Tax forgiveness, per se, does not exist, but the government does have limits that go into effect after 10 years. “There is a statute of limitation on IRS collections, which starts after the tax is assessed,” Eisenkraft explains. “It is not the original filing due date. Note that if you filed a fraudulent return, the IRS can pursue you indefinitely.”
She adds, “The 10-year statute of limitations can be extended in certain cases. For example, if you file an offer in compromise, the statute is extended while it is pending, so the collection potential can be longer than 10 years. If 10 years pass after the IRS assesses your taxes, the government cannot legally collect the debt for that tax return.”
Other exceptions that can extend your debt past 10 years include if you file for bankruptcy protection or a Collection Due Process Hearing Request.
I owe the IRS but can’t pay
If you fall into this category, there are two other things you should keep in mind:
Low Realistic Collection Potential
The first is that the IRS will not attempt to collect on a debt from a person whom they determine presents a low Realistic Collection Potential (RCP). The characteristics of a low RCP are when a debtor has low-income, no bank account, no assets, and no way to pay the amount.

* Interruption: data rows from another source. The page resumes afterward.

//! # Async Job Store (C10)
//!
//! A concurrent in-memory index of background inference jobs. No
//! durable backing (out of scope); a TTL sweeper reclaims terminal
//! jobs the caller never polled to completion. The store's single
//! invariant: once a job reaches a terminal status, nothing moves it
//! out of that status again.

use crate::models::InferenceResponse;
use dashmap::DashMap;
use std::time::{Duration, Instant};
use tokio_util::sync::CancellationToken;
use uuid::Uuid;

pub type JobId = Uuid;

#[derive(Debug, Clone, Copy, PartialEq, Eq)]
pub enum JobStatus {
    Pending,
    Running,
    Completed,
    Failed,
    Cancelled,
}

impl JobStatus {
    pub fn is_terminal(&self) -> bool {
        matches!(self, JobStatus::Completed | JobStatus::Failed | JobStatus::Cancelled)
    }
}

struct AsyncJob {
    tenant_id: String,
    status: JobStatus,
    created_at: Instant,
    updated_at: Instant,
    result: Option<InferenceResponse>,
    error: Option<String>,
    cancellation: CancellationToken,
}

/// An owned, point-in-time view of a job, safe to hold across an
/// await point (unlike a `DashMap` entry guard).
#[derive(Debug, Clone)]
pub struct JobSnapshot {
    pub id: JobId,
    pub tenant_id: String,
    pub status: JobStatus,
    pub created_at: Instant,
    pub updated_at: Instant,
    pub result: Option<InferenceResponse>,
    pub error: Option<String>,
}

#[derive(Debug, Clone, Copy)]
pub struct JobStoreConfig {
    pub ttl: Duration,
}

impl Default for JobStoreConfig {
    fn default() -> Self {
        Self { ttl: Duration::from_secs(3600) }
    }
}

pub struct JobStore {
    jobs: DashMap<JobId, AsyncJob>,
    config: JobStoreConfig,
}

impl JobStore {
    pub fn new(config: JobStoreConfig) -> Self {
        Self { jobs: DashMap::new(), config }
    }

    /// Registers a new job in `Pending` and returns its id plus the
    /// cancellation token the dispatcher's async worker should honor.
    pub fn submit(&self, tenant_id: impl Into<String>) -> (JobId, CancellationToken) {
        let id = Uuid::new_v4();
        let now = Instant::now();
        let cancellation = CancellationToken::new();
        self.jobs.insert(
            id,
            AsyncJob {
                tenant_id: tenant_id.into(),
                status: JobStatus::Pending,
                created_at: now,
                updated_at: now,
                result: None,
                error: None,
                cancellation: cancellation.clone(),
            },
        );
        (id, cancellation)
    }

    pub fn get(&self, id: &JobId) -> Option<JobSnapshot> {
        self.jobs.get(id).map(|job| snapshot(*id, &job))
    }

    /// Transitions `Pending -> Running`. No-op if the job is already
    /// terminal or missing.
    pub fn mark_running(&self, id: &JobId) {
        if let Some(mut job) = self.jobs.get_mut(id) {
            if !job.status.is_terminal() {
                job.status = JobStatus::Running;
                job.updated_at = Instant::now();
            }
        }
    }

    pub fn complete(&self, id: &JobId, response: InferenceResponse) {
        self.finish(id, JobStatus::Completed, Some(response), None);
    }

    pub fn fail(&self, id: &JobId, message: impl Into<String>) {
        self.finish(id, JobStatus::Failed, None, Some(message.into()));
    }

    /// Attempts to cancel a job. A `Pending` job moves straight to
    /// `Cancelled`. A `Running` job only receives the cancellation
    /// signal; the worker transitions it to `Cancelled` once it
    /// observes the token and unwinds. Returns `false` if the job is
    /// already terminal or unknown.
    pub fn cancel(&self, id: &JobId) -> bool {
        let Some(mut job) = self.jobs.get_mut(id) else { return false };
        if job.status.is_terminal() {
            return false;
        }
        if job.status == JobStatus::Pending {
            job.status = JobStatus::Cancelled;
            job.updated_at = Instant::now();
        }
        job.cancellation.cancel();
        true
    }

    /// Called by the worker once it has unwound after observing
    /// cancellation. No-op if the job already reached a terminal
    /// status through another path.
    pub fn mark_cancelled(&self, id: &JobId) {
        if let Some(mut job) = self.jobs.get_mut(id) {
            if !job.status.is_terminal() {
                job.status = JobStatus::Cancelled;
                job.updated_at = Instant::now();
            }
        }
    }

    pub fn list_by_tenant(&self, tenant_id: &str) -> Vec<JobSnapshot> {
        self.jobs.iter().filter(|e| e.tenant_id == tenant_id).map(|e| snapshot(*e.key(), &e)).collect()
    }

    /// Evicts terminal jobs older than the configured TTL.
    pub fn sweep_expired(&self) {
        let now = Instant::now();
        self.jobs.retain(|_, job| !(job.status.is_terminal() && now.duration_since(job.updated_at) >= self.config.ttl));
    }

    fn finish(&self, id: &JobId, status: JobStatus, result: Option<InferenceResponse>, error: Option<String>) {
        if let Some(mut job) = self.jobs.get_mut(id) {
            if job.status.is_terminal() {
                return;
            }
            job.status = status;
            job.result = result;
            job.error = error;
            job.updated_at = Instant::now();
        }
    }
}

fn snapshot(id: JobId, job: &AsyncJob) -> JobSnapshot {
    JobSnapshot {
        id,
        tenant_id: job.tenant_id.clone(),
        status: job.status,
        created_at: job.created_at,
        updated_at: job.updated_at,
        result: job.result.clone(),
        error: job.error.clone(),
    }
}

#[cfg(test)]
mod tests {
    use super::*;
    use crate::models::{FinishReason, Usage};
    use chrono::Utc;

    fn response(id: Uuid) -> InferenceResponse {
        InferenceResponse {
            request_id: id,
            content: "hi".into(),
            model: "m1".into(),
            usage: Usage::default(),
            duration_ms: 1,
            timestamp: Utc::now(),
            finish_reason: FinishReason::Stop,
            tool_calls: vec![],
            metadata: Default::default(),
        }
    }

    #[test]
    fn submitted_job_starts_pending() {
        let store = JobStore::new(JobStoreConfig::default());
        let (id, _) = store.submit("t1");
        assert_eq!(store.get(&id).unwrap().status, JobStatus::Pending);
    }

    #[test]
    fn completes_after_running() {
        let store = JobStore::new(JobStoreConfig::default());
        let (id, _) = store.submit("t1");
        store.mark_running(&id);
        store.complete(&id, response(id));
        let snapshot = store.get(&id).unwrap();
        assert_eq!(snapshot.status, JobStatus::Completed);
        assert!(snapshot.result.is_some());
    }

    #[test]
    fn terminal_status_never_changes_again() {
        let store = JobStore::new(JobStoreConfig::default());
        let (id, _) = store.submit("t1");
        store.fail(&id, "boom");
        store.complete(&id, response(id));
        assert_eq!(store.get(&id).unwrap().status, JobStatus::Failed);
    }

    #[test]
    fn cancel_pending_transitions_immediately() {
        let store = JobStore::new(JobStoreConfig::default());
        let (id, token) = store.submit("t1");
        assert!(store.cancel(&id));
        assert_eq!(store.get(&id).unwrap().status, JobStatus::Cancelled);
        assert!(token.is_cancelled());
    }

    #[test]
    fn cancel_running_only_signals_token_until_worker_confirms() {
        let store = JobStore::new(JobStoreConfig::default());
        let (id, token) = store.submit("t1");
        store.mark_running(&id);
        assert!(store.cancel(&id));
        assert_eq!(store.get(&id).unwrap().status, JobStatus::Running);
        assert!(token.is_cancelled());

        store.mark_cancelled(&id);
        assert_eq!(store.get(&id).unwrap().status, JobStatus::Cancelled);
    }

    #[test]
    fn cancel_of_terminal_job_is_a_no_op() {
        let store = JobStore::new(JobStoreConfig::default());
        let (id, _) = store.submit("t1");
        store.complete(&id, response(id));
        assert!(!store.cancel(&id));
        assert_eq!(store.get(&id).unwrap().status, JobStatus::Completed);
    }

    #[test]
    fn list_by_tenant_filters() {
        let store = JobStore::new(JobStoreConfig::default());
        let (id1, _) = store.submit("t1");
        let (_id2, _) = store.submit("t2");
        let jobs = store.list_by_tenant("t1");
        assert_eq!(jobs.len(), 1);
        assert_eq!(jobs[0].id, id1);
    }

    #[test]
    fn sweep_evicts_only_expired_terminal_jobs() {
        let store = JobStore::new(JobStoreConfig { ttl: Duration::from_millis(0) });
        let (id, _) = store.submit("t1");
        store.complete(&id, response(id));
        store.sweep_expired();
        assert!(store.get(&id).is_none());
    }
}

Eisenkraft explains, “Some of the situations that would put someone in an RCP category would be illness, age, the future earnings potential, etc. The IRS will check to see if there is a realistic possibility to get the funds in the future. Let’s say someone 63 years old loses their job. They may have Social Security, a large pension, many investments, etc. On the other hand, they may just have enough social security to survive on — barely, high medical bills, etc. Each case stands on its own.” While the IRS does not forgive your taxes if they consider you low RCP, they won’t try to collect them.
Currently Not Collectible (CNC) Status
The second is Currently Not Collectible Status. “If you are suffering hardship, you may be able to request CNC status from the IRS. This is a status where the IRS will not try to collect the money due, and usually leave you alone for two years, when they will revisit your financial situation.”
She adds, “So if you have a debt, and otherwise can just about make ends meet, or there is illness or other reasonable cause such as job loss, etc., you have time to get things back in order. Interest and penalties will continue to accrue, but you can breathe knowing that you can go to the ATM and not have your assets frozen.”
If you think you may present low RCP or qualify for CNC status, you can contact the IRS or consult a professional.
Call in a tax resolution expert
Falling behind on your tax debt can be very stressful and expensive. But it is not something you want to ignore. As Eisenkraft says, “If you are struggling with tax debt, you need to address it. Ignoring it doesn’t make it any better, and the consequences can be disastrous. If you do nothing, the IRS and/or State can empty your bank account, garnish your wages, etc. It’s always better to do this on your terms instead of theirs.”